Stored data
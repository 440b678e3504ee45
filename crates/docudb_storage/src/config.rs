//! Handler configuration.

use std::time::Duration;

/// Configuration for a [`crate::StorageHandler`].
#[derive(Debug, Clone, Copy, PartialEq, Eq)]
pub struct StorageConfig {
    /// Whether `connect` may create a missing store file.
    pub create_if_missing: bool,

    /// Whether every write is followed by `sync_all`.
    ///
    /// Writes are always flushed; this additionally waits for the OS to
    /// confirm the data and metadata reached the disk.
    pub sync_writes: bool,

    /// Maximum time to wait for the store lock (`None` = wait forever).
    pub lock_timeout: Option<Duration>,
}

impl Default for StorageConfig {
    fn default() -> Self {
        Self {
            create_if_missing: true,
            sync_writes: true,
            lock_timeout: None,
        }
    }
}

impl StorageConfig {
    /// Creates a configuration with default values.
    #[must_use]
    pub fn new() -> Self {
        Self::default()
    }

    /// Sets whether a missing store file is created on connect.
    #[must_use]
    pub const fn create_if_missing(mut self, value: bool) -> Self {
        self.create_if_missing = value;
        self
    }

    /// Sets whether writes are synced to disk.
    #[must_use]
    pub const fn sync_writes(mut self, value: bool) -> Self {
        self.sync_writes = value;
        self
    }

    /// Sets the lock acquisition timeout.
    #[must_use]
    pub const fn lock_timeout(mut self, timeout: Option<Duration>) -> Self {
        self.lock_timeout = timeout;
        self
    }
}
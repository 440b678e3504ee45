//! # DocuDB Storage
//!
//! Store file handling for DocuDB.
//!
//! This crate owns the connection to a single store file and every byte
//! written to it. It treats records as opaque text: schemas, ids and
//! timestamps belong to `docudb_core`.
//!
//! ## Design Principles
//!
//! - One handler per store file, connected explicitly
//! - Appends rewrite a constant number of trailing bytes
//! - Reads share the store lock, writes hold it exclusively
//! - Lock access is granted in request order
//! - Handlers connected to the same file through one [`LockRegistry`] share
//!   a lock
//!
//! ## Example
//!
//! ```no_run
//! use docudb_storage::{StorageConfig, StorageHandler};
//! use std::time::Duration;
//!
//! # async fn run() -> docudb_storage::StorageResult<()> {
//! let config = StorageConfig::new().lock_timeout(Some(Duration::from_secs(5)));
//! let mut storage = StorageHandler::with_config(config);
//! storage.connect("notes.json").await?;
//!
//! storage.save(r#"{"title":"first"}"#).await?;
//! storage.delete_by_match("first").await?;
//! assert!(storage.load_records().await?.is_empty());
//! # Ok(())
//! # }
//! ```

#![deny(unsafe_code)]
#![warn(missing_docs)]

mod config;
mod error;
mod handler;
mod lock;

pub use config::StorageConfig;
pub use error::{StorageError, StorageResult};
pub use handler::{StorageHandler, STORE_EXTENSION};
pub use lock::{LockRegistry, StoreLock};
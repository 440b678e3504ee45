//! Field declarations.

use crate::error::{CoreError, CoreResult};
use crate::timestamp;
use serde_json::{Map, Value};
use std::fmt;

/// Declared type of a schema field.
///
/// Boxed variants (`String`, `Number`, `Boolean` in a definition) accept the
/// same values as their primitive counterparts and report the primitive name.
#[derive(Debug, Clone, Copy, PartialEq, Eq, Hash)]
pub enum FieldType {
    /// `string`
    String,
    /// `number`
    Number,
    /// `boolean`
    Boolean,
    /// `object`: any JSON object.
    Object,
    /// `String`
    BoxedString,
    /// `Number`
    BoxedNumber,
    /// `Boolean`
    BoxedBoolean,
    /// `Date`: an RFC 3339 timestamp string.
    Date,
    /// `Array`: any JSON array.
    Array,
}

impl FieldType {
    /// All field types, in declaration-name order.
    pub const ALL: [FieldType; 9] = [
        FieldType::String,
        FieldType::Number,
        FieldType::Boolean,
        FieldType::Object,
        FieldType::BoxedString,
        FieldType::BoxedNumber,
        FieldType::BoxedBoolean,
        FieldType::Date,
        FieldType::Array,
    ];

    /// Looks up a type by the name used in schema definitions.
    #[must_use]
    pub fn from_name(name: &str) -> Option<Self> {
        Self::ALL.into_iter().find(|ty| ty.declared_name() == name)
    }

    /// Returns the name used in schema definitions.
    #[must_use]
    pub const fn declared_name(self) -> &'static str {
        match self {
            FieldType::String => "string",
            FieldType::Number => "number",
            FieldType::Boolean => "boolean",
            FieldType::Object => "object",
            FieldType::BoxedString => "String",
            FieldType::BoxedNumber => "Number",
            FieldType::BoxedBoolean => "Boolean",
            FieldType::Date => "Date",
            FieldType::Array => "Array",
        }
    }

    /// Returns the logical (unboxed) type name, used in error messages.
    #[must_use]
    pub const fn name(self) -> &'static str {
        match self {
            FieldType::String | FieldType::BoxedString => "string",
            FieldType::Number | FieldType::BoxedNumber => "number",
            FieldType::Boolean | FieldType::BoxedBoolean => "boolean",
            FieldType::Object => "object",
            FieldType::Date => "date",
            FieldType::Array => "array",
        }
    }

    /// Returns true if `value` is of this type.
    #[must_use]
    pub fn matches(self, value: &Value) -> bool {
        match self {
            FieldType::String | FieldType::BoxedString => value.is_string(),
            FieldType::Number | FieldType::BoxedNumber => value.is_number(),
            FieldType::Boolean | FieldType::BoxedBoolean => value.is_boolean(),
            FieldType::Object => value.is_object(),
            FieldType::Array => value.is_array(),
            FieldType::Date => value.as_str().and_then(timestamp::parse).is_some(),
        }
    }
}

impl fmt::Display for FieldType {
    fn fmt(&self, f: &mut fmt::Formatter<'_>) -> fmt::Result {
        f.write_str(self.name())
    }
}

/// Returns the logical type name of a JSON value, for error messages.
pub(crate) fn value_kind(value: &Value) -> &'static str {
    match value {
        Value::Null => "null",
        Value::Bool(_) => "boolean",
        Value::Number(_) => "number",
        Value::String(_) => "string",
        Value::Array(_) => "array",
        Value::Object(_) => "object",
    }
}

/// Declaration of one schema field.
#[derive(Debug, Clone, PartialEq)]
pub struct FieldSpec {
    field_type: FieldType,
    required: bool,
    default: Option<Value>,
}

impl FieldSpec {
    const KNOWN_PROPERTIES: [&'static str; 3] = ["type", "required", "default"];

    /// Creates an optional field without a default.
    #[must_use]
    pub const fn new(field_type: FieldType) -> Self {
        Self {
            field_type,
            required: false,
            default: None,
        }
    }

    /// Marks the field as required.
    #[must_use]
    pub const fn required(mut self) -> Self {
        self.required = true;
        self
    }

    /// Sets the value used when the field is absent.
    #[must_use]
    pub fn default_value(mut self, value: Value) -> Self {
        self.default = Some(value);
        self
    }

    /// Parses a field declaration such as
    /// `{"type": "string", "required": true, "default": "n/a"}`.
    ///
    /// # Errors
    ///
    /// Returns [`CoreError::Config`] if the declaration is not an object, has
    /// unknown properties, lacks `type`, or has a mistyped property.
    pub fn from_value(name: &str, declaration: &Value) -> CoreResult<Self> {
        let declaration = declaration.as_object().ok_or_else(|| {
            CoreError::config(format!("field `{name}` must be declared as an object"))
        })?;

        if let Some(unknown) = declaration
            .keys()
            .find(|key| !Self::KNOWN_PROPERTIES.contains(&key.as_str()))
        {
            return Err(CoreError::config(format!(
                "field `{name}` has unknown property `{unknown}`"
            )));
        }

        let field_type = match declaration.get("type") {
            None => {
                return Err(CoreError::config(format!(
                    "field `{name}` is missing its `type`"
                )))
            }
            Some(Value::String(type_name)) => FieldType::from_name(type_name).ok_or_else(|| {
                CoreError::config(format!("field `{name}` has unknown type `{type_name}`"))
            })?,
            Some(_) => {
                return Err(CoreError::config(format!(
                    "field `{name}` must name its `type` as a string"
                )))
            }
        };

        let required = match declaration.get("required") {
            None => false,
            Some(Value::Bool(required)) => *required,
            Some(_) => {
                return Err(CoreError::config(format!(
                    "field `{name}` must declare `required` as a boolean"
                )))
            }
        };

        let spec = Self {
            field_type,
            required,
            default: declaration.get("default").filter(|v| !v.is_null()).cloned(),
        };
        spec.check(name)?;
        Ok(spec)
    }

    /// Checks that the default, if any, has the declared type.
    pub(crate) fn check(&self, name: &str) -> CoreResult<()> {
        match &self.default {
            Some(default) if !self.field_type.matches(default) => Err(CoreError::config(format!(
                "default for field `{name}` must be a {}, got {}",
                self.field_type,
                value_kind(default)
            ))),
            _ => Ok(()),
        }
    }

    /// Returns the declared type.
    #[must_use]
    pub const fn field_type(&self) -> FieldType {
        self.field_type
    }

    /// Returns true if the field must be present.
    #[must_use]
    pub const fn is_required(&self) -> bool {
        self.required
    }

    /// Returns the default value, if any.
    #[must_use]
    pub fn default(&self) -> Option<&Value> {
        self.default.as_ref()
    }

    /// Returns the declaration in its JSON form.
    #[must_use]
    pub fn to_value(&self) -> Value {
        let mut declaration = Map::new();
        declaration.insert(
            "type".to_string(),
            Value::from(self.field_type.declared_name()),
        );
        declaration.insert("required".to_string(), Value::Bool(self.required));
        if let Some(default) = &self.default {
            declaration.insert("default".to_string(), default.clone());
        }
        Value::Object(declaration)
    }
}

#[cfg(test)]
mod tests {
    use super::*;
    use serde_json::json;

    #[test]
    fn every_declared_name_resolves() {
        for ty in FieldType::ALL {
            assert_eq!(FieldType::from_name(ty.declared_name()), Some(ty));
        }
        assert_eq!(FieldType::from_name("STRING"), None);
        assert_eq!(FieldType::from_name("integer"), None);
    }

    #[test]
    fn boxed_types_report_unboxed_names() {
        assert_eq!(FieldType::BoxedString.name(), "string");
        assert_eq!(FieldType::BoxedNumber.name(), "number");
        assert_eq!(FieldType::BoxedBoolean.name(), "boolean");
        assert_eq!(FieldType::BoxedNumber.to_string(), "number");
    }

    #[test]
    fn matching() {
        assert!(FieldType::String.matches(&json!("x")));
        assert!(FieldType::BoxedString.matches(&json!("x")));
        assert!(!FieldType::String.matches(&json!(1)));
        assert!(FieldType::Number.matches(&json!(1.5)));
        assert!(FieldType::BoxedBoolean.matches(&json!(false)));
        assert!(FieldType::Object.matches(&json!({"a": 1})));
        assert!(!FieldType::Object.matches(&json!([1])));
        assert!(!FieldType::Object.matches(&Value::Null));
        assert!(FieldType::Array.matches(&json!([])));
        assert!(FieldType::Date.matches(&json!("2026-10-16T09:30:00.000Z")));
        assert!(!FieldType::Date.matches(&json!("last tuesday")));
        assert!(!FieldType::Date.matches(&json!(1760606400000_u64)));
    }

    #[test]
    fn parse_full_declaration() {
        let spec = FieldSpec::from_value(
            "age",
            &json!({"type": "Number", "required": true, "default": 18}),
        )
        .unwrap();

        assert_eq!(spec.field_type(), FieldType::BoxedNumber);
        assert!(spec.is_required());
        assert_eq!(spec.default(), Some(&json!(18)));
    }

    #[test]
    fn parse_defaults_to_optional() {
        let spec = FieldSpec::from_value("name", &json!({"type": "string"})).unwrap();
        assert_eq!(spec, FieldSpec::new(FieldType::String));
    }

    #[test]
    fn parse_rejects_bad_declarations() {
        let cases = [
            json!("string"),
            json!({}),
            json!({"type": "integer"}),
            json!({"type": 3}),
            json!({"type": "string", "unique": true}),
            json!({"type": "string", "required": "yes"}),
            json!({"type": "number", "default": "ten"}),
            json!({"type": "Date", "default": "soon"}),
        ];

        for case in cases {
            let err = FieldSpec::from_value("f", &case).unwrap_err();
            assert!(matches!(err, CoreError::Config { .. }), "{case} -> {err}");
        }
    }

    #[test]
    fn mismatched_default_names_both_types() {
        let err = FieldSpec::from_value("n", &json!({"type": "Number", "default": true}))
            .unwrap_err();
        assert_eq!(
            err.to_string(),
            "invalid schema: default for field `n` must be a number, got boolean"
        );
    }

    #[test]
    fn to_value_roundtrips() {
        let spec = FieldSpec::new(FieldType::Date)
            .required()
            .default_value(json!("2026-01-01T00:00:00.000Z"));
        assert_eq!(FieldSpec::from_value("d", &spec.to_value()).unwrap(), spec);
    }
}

▸ **Task statement**: From the data above, pick out each line containing "StorageHandler" and copy it.

▸ **Result of the task**:
/// Configuration for a [`crate::StorageHandler`].
//! use docudb_storage::{StorageConfig, StorageHandler};
//! let mut storage = StorageHandler::with_config(config);
pub use handler::{StorageHandler, STORE_EXTENSION};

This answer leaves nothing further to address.